Mark struck his gun against the ground with such violence as shivered the stock from the barrel, while he grasped the corner of the chimney-piece convulsively with the other hand. It seemed as if passion had actually paralysed him: as he stood thus, the door opened, and Kate O'Donoghue entered. She was dressed in the becoming half-toilette of the morning, and wore on her head one of those caps of blue velvet, embroidered in silver, which are so popular among the peasantry of Rhenish Germany. The light airiness of her step as she came forward, unconscious of a stranger's presence, displayed her figure in its most graceful character. Suddenly her eyes fell upon Frederick Travers, she stopped and courtesied low to him, while he, thunderstruck with amazement at recognizing his fellow traveller so unexpectedly, could scarcely return her salute with becoming courtesy.
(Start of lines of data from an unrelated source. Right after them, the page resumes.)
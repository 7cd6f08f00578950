//! Built-in mutators.
//!
//! | Mutator | Shape |
//! |---|---|
//! | `ArithmeticOperatorMutator` | `a + b` → `a - b`, `a * b`, `a / b` |
//! | `ArithmeticOperatorDeletionMutator` | `a + b` → `a`, `b` |
//! | `BoundaryConditionMutator` | `<` ↔ `<=`, `>` ↔ `>=` |
//! | `EqualityConditionMutator` | `==` ↔ `!=` |
//! | `LogicalOperatorMutator` | `&&` ↔ `\|\|` |
//! | `RemoveConditionalsMutator` | condition → `true` / `false` |
//! | `RemoveIncrementsMutator` | `x++` → `x` |
//! | `IncrementMutator` | `x++` ↔ `x--` |
//! | `InvertNegativesMutator` | `-x` → `x` |
//! | `NegationMutator` | `return x` → `return -x` |
//! | `BooleanLiteralReturnMutator` | `return true` ↔ `return false` |
//! | `TrueReturnMutator` / `FalseReturnMutator` | `return cond` → `return true` / `false` |
//! | `EmptyReturnMutator` | `return x` → `return 0`, `''`, `null`, ... |
//! | `MemberVariableMutator` | `Integer f = 1;` → `Integer f;` |
//! | `NonVoidMethodCallMutator` | `x = call()` → `x = <default>` |
//! | `ConstructorCallMutator` | `x = new T()` → `x = null` |
//! | `VoidMethodCallMutator` | `call();` removed |
//! | `ArgumentPropagationMutator` | `f(a)` → `a` |
//! | `NakedReceiverMutator` | `r.f()` → `r` |
//! | `SwitchMutator` | `when else` removal, duplication, branch swap |

mod arithmetic;
mod call;
mod conditional;
mod member;
mod return_value;
mod switch;
mod unary;

pub use arithmetic::{ArithmeticOperatorDeletionMutator, ArithmeticOperatorMutator};
pub use call::{
    ArgumentPropagationMutator, ConstructorCallMutator, NakedReceiverMutator,
    NonVoidMethodCallMutator, VoidMethodCallMutator,
};
pub use conditional::{
    BoundaryConditionMutator, EqualityConditionMutator, LogicalOperatorMutator,
    RemoveConditionalsMutator,
};
pub use member::MemberVariableMutator;
pub use return_value::{
    BooleanLiteralReturnMutator, EmptyReturnMutator, FalseReturnMutator, NegationMutator,
    TrueReturnMutator,
};
pub use switch::SwitchMutator;
pub use unary::{IncrementMutator, InvertNegativesMutator, RemoveIncrementsMutator};

use tree_sitter::Node;

use super::mutator::{MutationContext, Mutator};
use super::Mutation;

/// Every built-in mutator, in dispatch order.
pub fn all() -> Vec<Box<dyn Mutator>> {
    vec![
        Box::new(ArithmeticOperatorMutator),
        Box::new(ArithmeticOperatorDeletionMutator),
        Box::new(BoundaryConditionMutator),
        Box::new(EqualityConditionMutator),
        Box::new(LogicalOperatorMutator),
        Box::new(RemoveConditionalsMutator),
        Box::new(RemoveIncrementsMutator),
        Box::new(IncrementMutator),
        Box::new(InvertNegativesMutator),
        Box::new(NegationMutator),
        Box::new(BooleanLiteralReturnMutator),
        Box::new(TrueReturnMutator),
        Box::new(FalseReturnMutator),
        Box::new(EmptyReturnMutator),
        Box::new(MemberVariableMutator),
        Box::new(NonVoidMethodCallMutator),
        Box::new(ConstructorCallMutator),
        Box::new(VoidMethodCallMutator),
        Box::new(ArgumentPropagationMutator),
        Box::new(NakedReceiverMutator),
        Box::new(SwitchMutator),
    ]
}

/// All of `ops` except `current`, in order.
pub fn replacements_excluding_self(ops: &[&str], current: &str) -> Vec<String> {
    ops.iter()
        .filter(|&&o| o != current)
        .map(|&o| o.to_string())
        .collect()
}

/// Swap a binary operator for its counterpart from `pairs`.
fn swap_binary_operator(
    mutator: &dyn Mutator,
    ctx: &MutationContext<'_>,
    node: Node<'_>,
    pairs: &[(&str, &str)],
) -> Vec<Mutation> {
    let Some(op) = node.child_by_field_name("operator") else {
        return Vec::new();
    };
    let text = ctx.text(&op);
    pairs
        .iter()
        .filter(|(from, _)| *from == text)
        .filter_map(|(_, to)| ctx.replace(mutator, &op, *to))
        .collect()
}

/// The value of a `return` statement, if any.
fn return_value(node: Node<'_>) -> Option<Node<'_>> {
    node.named_child(0)
}

/// Declarators of a field or local declaration that carry an initializer.
fn initialized_declarators(node: Node<'_>) -> Vec<(Node<'_>, Node<'_>)> {
    crate::parser::named_children(&node)
        .into_iter()
        .filter(|c| c.kind() == "variable_declarator")
        .filter_map(|d| d.child_by_field_name("value").map(|v| (d, v)))
        .collect()
}

#[cfg(test)]
pub(crate) mod test_utils {
    //! Helpers for running a single mutator over a snippet.

    use std::collections::BTreeSet;

    use crate::mutation::{GenerationOptions, Mutation, MutationListener, MutationContext};
    use crate::parser::ApexParser;
    use crate::types::{TypeDiscoverer, TypeRegistry};

    use super::Mutator;

    /// Run one mutator over `source` with every line covered and types
    /// discovered from the source itself.
    pub fn run(mutator: &dyn Mutator, source: &str) -> Vec<Mutation> {
        let types = discover(source);
        run_with(mutator, source, &types)
    }

    /// Run one mutator without any type information.
    pub fn run_untyped(mutator: &dyn Mutator, source: &str) -> Vec<Mutation> {
        run_with(mutator, source, &TypeRegistry::empty())
    }

    fn run_with(mutator: &dyn Mutator, source: &str, types: &TypeRegistry) -> Vec<Mutation> {
        let parsed = ApexParser::new().parse(source).unwrap();
        let lines: BTreeSet<u32> = (1..=source.lines().count() as u32).collect();
        let options = GenerationOptions::new(lines);
        let ctx = MutationContext::new(&parsed, types);
        MutationListener::new(vec![mutator], &options).walk(&ctx)
    }

    fn discover(source: &str) -> TypeRegistry {
        tokio::runtime::Builder::new_current_thread()
            .build()
            .unwrap()
            .block_on(TypeDiscoverer::with_default_matchers(["Subject"]).discover(source))
            .unwrap()
    }

    /// Replacement texts of the given mutations.
    pub fn replacements(mutations: &[Mutation]) -> Vec<&str> {
        mutations.iter().map(|m| m.replacement.as_str()).collect()
    }

    /// Original texts of the given mutations.
    pub fn originals<'s>(mutations: &[Mutation], source: &'s str) -> Vec<&'s str> {
        mutations
            .iter()
            .map(|m| m.original_text(source).unwrap())
            .collect()
    }

    /// Wrap a method body in a class.
    pub fn class(body: &str) -> String {
        format!("public class Subject {{\n{body}\n}}\n")
    }
}

#[cfg(test)]
mod tests {
    use super::*;

    #[test]
    fn test_replacements_excluding_self() {
        let replacements = replacements_excluding_self(&["+", "-", "*", "/"], "*");
        assert_eq!(replacements, vec!["+", "-", "/"]);
    }

    #[test]
    fn test_all_mutators_registered() {
        let names: Vec<_> = all().iter().map(|m| m.name()).collect();
        assert_eq!(names.len(), 21);
        for expected in [
            "ArithmeticOperatorMutator",
            "ArithmeticOperatorDeletionMutator",
            "NegationMutator",
            "RemoveIncrementsMutator",
            "BooleanLiteralReturnMutator",
            "EmptyReturnMutator",
            "MemberVariableMutator",
            "NonVoidMethodCallMutator",
            "ArgumentPropagationMutator",
            "NakedReceiverMutator",
            "SwitchMutator",
        ] {
            assert!(names.contains(&expected), "missing {expected}");
        }
    }
}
“Mr. Travers,” said Herbert, after waiting in vain for Mark to speak; “Mr. Travers has been kind enough to come and enquire after me. Miss O'Donoghue, sir;” and the boy, with much bashfulness, essayed in some sort the ceremony of introduction.
“My cousin, Mr. Mark O'Donoghue,” said Kate, with a graceful movement of her hand towards Mark, whose attitude led her to suppose he was not known to Travers.
“I have had the honour of presenting myself already,” said Frederick, bowing; but Mark responded not to the inclination, but stood still with bent brow and clenched lip, seemingly unconscious of all around him, while Kate seated herself, and motioned to Travers to resume his place. She felt how necessary it was she should atone, by her manner, for the strange rudeness of her cousin's; and her mind being now relieved of the fear which first struck her, that Frederick's visit might be intended for herself, she launched freely and pleasantly into conversation, recurring to the incidents of the late journey, and the fellow-travellers they had met with.